The Mail on Sunday

Tessa’s £240,000 cancer skull cap

- By Martyn Halle

DAME Tessa Jowell is using a pioneering £240,000-a-year device to tackle her deadly brain cancer. It takes the form of a ‘skull cap’ carrying an array of electrodes that fire minute electrical currents into the head to try to destroy her tumour.

Dame Tessa, 70, was wearing the device, below, under her hat when she addressed the House of Lords in a moving speech in January.

The treatment is provided on compassion­ate grounds through the NHS with costs covered by Novacare, the company that makes the device.

Dame Tessa, former Labour Culture Minister, has been fighting the deadliest of brain cancers, glioblasto­ma, for almost a year. Average survival rate is little more than a year, and it has been discovered that her mutant form fails to respond to chemothera­py.

She is being treated with the device, called Optune, at London’s Charing Cross Hospital, by neuro-oncologist Matt Williams and is one of just a handful of patients using it.

About 4,000 people a year in the UK develop glioblasto­ma, with Dr Williams estimating that the Optune device could help to buy more time for 1,000 treatment-resistant patients such as Dame Tessa.

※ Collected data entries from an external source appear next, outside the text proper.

//! Process-wide engine resources and the stateless position-query host.
//!
//! Resources (score tables and the shared transposition table) are built once
//! per process. Every `EngineHost` query parses its own board, so nothing
//! about one call leaks into the next except what is cached in the shared
//! table.

use std::env;
use std::path::{Path, PathBuf};
use std::sync::{Arc, OnceLock};

use crate::engines::engine_alpha_beta::AlphaBetaThinker;
use crate::engines::engine_greedy::GreedyThinker;
use crate::engines::engine_trait::{Thinker, ThinkerKind, ERROR_PREFIX};
use crate::game_state::game_state::GameState;
use crate::game_state::jieqi_types::Side;
use crate::jieqi_errors::JieqiError;
use crate::search::board_scoring::{BoardScorer, JieqiScorer};
use crate::search::empty_head_cannon::CannonWeights;
use crate::search::piece_square_tables::ScoreTables;
use crate::search::transposition_table::{SharedTranspositionTable, MAX_ZOBRIST};
use crate::utils::notation::reverse_notation;

pub const DEFAULT_SEARCH_DEPTH: u8 = 8;
pub const DEFAULT_SCORE_TABLE_PATH: &str = "score.conf";

/// Overrides [`DEFAULT_SCORE_TABLE_PATH`] when set.
pub const SCORE_TABLE_ENV: &str = "JIEQI_SCORE_CONF";

/// Read-only evaluation data plus the transposition table all searches share.
#[derive(Debug)]
pub struct EngineResources {
    pub tables: Arc<ScoreTables>,
    pub tt: Arc<SharedTranspositionTable>,
    pub weights: CannonWeights,
}

impl EngineResources {
    /// Load tables from `path` (zeroed on failure) and allocate `capacity`
    /// table slots (disabled on failure).
    pub fn load(path: impl AsRef<Path>, capacity: usize) -> Self {
        Self {
            tables: Arc::new(ScoreTables::load_or_zeroed(path)),
            tt: SharedTranspositionTable::with_capacity(capacity),
            weights: CannonWeights::default(),
        }
    }

    pub fn scorer(&self) -> JieqiScorer {
        JieqiScorer::with_weights(Arc::clone(&self.tables), self.weights)
    }
}

static RESOURCES: OnceLock<Arc<EngineResources>> = OnceLock::new();

/// Score table path: `$JIEQI_SCORE_CONF`, else `score.conf`.
pub fn score_table_path() -> PathBuf {
    env::var_os(SCORE_TABLE_ENV)
        .map(PathBuf::from)
        .unwrap_or_else(|| PathBuf::from(DEFAULT_SCORE_TABLE_PATH))
}

/// Idempotent process-wide setup with the default path and table size.
pub fn initialize() -> Arc<EngineResources> {
    initialize_with(score_table_path(), MAX_ZOBRIST)
}

/// Like [`initialize`]; arguments only matter for the first call.
pub fn initialize_with(path: impl AsRef<Path>, capacity: usize) -> Arc<EngineResources> {
    let resources = RESOURCES.get_or_init(|| {
        log::info!("initializing engine resources");
        Arc::new(EngineResources::load(path, capacity))
    });
    Arc::clone(resources)
}

pub fn create_thinker<'a>(
    kind: ThinkerKind,
    game_state: &'a mut GameState,
    scorer: JieqiScorer,
    tt: Arc<SharedTranspositionTable>,
    seed: u64,
) -> Box<dyn Thinker + 'a> {
    match kind {
        ThinkerKind::AlphaBeta => Box::new(AlphaBetaThinker::new(game_state, scorer, tt, seed)),
        ThinkerKind::Greedy => Box::new(GreedyThinker::new(game_state, scorer, seed)),
    }
}

/// Map a mover-frame answer back to red coordinates.
pub fn answer_in_red_frame(answer: String, mover: Side) -> String {
    if mover == Side::Red || answer.starts_with(ERROR_PREFIX) {
        return answer;
    }
    match reverse_notation(&answer) {
        Ok(red) => red,
        Err(err) => format!("{ERROR_PREFIX}{err}"),
    }
}

/// Stateless host: each query is answered from the board it carries.
#[derive(Debug, Clone)]
pub struct EngineHost {
    resources: Arc<EngineResources>,
    kind: ThinkerKind,
    seed: Option<u64>,
    game_state: GameState,
}

impl EngineHost {
    pub fn new(resources: Arc<EngineResources>) -> Self {
        Self {
            resources,
            kind: ThinkerKind::default(),
            seed: None,
            game_state: GameState::new_game(),
        }
    }

    /// Host over the process-wide resources.
    pub fn initialized() -> Self {
        Self::new(initialize())
    }

    /// Fixed determinization seed; without one each query draws from the OS.
    pub fn with_seed(mut self, seed: u64) -> Self {
        self.seed = Some(seed);
        self
    }

    pub fn with_thinker(mut self, kind: ThinkerKind) -> Self {
        self.kind = kind;
        self
    }

    pub fn game_state(&self) -> &GameState {
        &self.game_state
    }

    /// Replace the held position. History does not carry over.
    pub fn set_position(
        &mut self,
        cells: &[u8],
        red_to_move: bool,
        history_len: usize,
    ) -> Result<(), JieqiError> {
        self.game_state = GameState::from_external(cells, red_to_move, history_len)?;
        Ok(())
    }

    /// Best move in red coordinates, or an `ERROR:` token.
    pub fn get_move(
        &mut self,
        cells: &[u8],
        red_to_move: bool,
        history_len: usize,
        depth: Option<u8>,
    ) -> String {
        if let Err(err) = self.set_position(cells, red_to_move, history_len) {
            log::warn!("rejected position: {err}");
            return format!("{ERROR_PREFIX}{err}");
        }
        let seed = self.seed.unwrap_or_else(rand::random);
        let mover = self.game_state.side_to_move;
        let answer = create_thinker(
            self.kind,
            &mut self.game_state,
            self.resources.scorer(),
            Arc::clone(&self.resources.tt),
            seed,
        )
        .think(depth.unwrap_or(DEFAULT_SEARCH_DEPTH));
        answer_in_red_frame(answer, mover)
    }

    /// Side-to-move-relative evaluation without search.
    pub fn get_static_evaluation(
        &mut self,
        cells: &[u8],
        red_to_move: bool,
        history_len: usize,
    ) -> Result<i32, JieqiError> {
        self.set_position(cells, red_to_move, history_len)?;
        Ok(self.resources.scorer().score(&self.game_state))
    }
}

#[cfg(test)]
mod tests {
    use super::*;
    use crate::engines::engine_trait::is_error_answer;
    use crate::game_state::jieqi_rules::STARTING_POSITION;
    use crate::move_generation::legal_move_generator::generate_legal_moves_in_place;
    use crate::moves::move_descriptions::pack_move;
    use crate::utils::notation::{decode_move, reverse};

    fn host() -> EngineHost {
        EngineHost::new(Arc::new(EngineResources::load("/nonexistent/score.conf", 1 << 12)))
            .with_seed(17)
    }

    #[test]
    fn opening_static_evaluation_is_zero_for_both_sides() {
        let mut host = host();
        let cells = STARTING_POSITION.as_bytes();
        assert_eq!(host.get_static_evaluation(cells, true, 0), Ok(0));
        assert_eq!(host.get_static_evaluation(cells, false, 0), Ok(0));
    }

    #[test]
    fn black_answer_is_a_legal_black_move_in_red_coordinates() {
        let mut host = host();
        let answer = host.get_move(STARTING_POSITION.as_bytes(), false, 1, Some(1));
        assert!(!is_error_answer(&answer), "got {answer}");

        let (from, to) = decode_move(&answer).expect("notation");
        let legal = generate_legal_moves_in_place(host.game_state()).expect("moves");
        assert!(legal.contains(&pack_move(reverse(from), reverse(to))));
    }

    #[test]
    fn bad_board_text_is_an_error_token() {
        let mut host = host();
        assert!(host.get_move(b"short", true, 0, Some(1)).starts_with(ERROR_PREFIX));
        assert!(host.get_static_evaluation(b"short", true, 0).is_err());
    }

    #[test]
    fn greedy_host_answers_too() {
        let mut host = host().with_thinker(ThinkerKind::Greedy);
        let answer = host.get_move(STARTING_POSITION.as_bytes(), true, 0, None);
        assert!(!is_error_answer(&answer), "got {answer}");
    }

    #[test]
    fn red_answers_pass_through_unchanged() {
        assert_eq!(answer_in_red_frame("b2e2".into(), Side::Red), "b2e2");
        assert_eq!(answer_in_red_frame("a0a1".into(), Side::Black), "i9i8");
        assert_eq!(
            answer_in_red_frame("ERROR:no legal moves".into(), Side::Black),
            "ERROR:no legal moves"
        );
    }
}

A trial of 700 people found that after two years of treatment, 43 per cent of patients receiving Optune electrode therapy alongside the chemothera­py drug temozolomi­de were still alive, compared to 30 per cent of patients treated with temozolomi­de alone. At five years, survival rate was 13 per cent compared to five per cent.

In her Lords speech, Dame Tessa argued that brain-cancer treatments in the UK were not as good as in the rest of Europe, and called for better access to the latest treatments.

Dr Williams says Optune is not a cure and the current costs are prohibitiv­e. ‘The device costs £20,000 a month to rent. The NHS wants to use it but we have to find a more economic model of treatment.’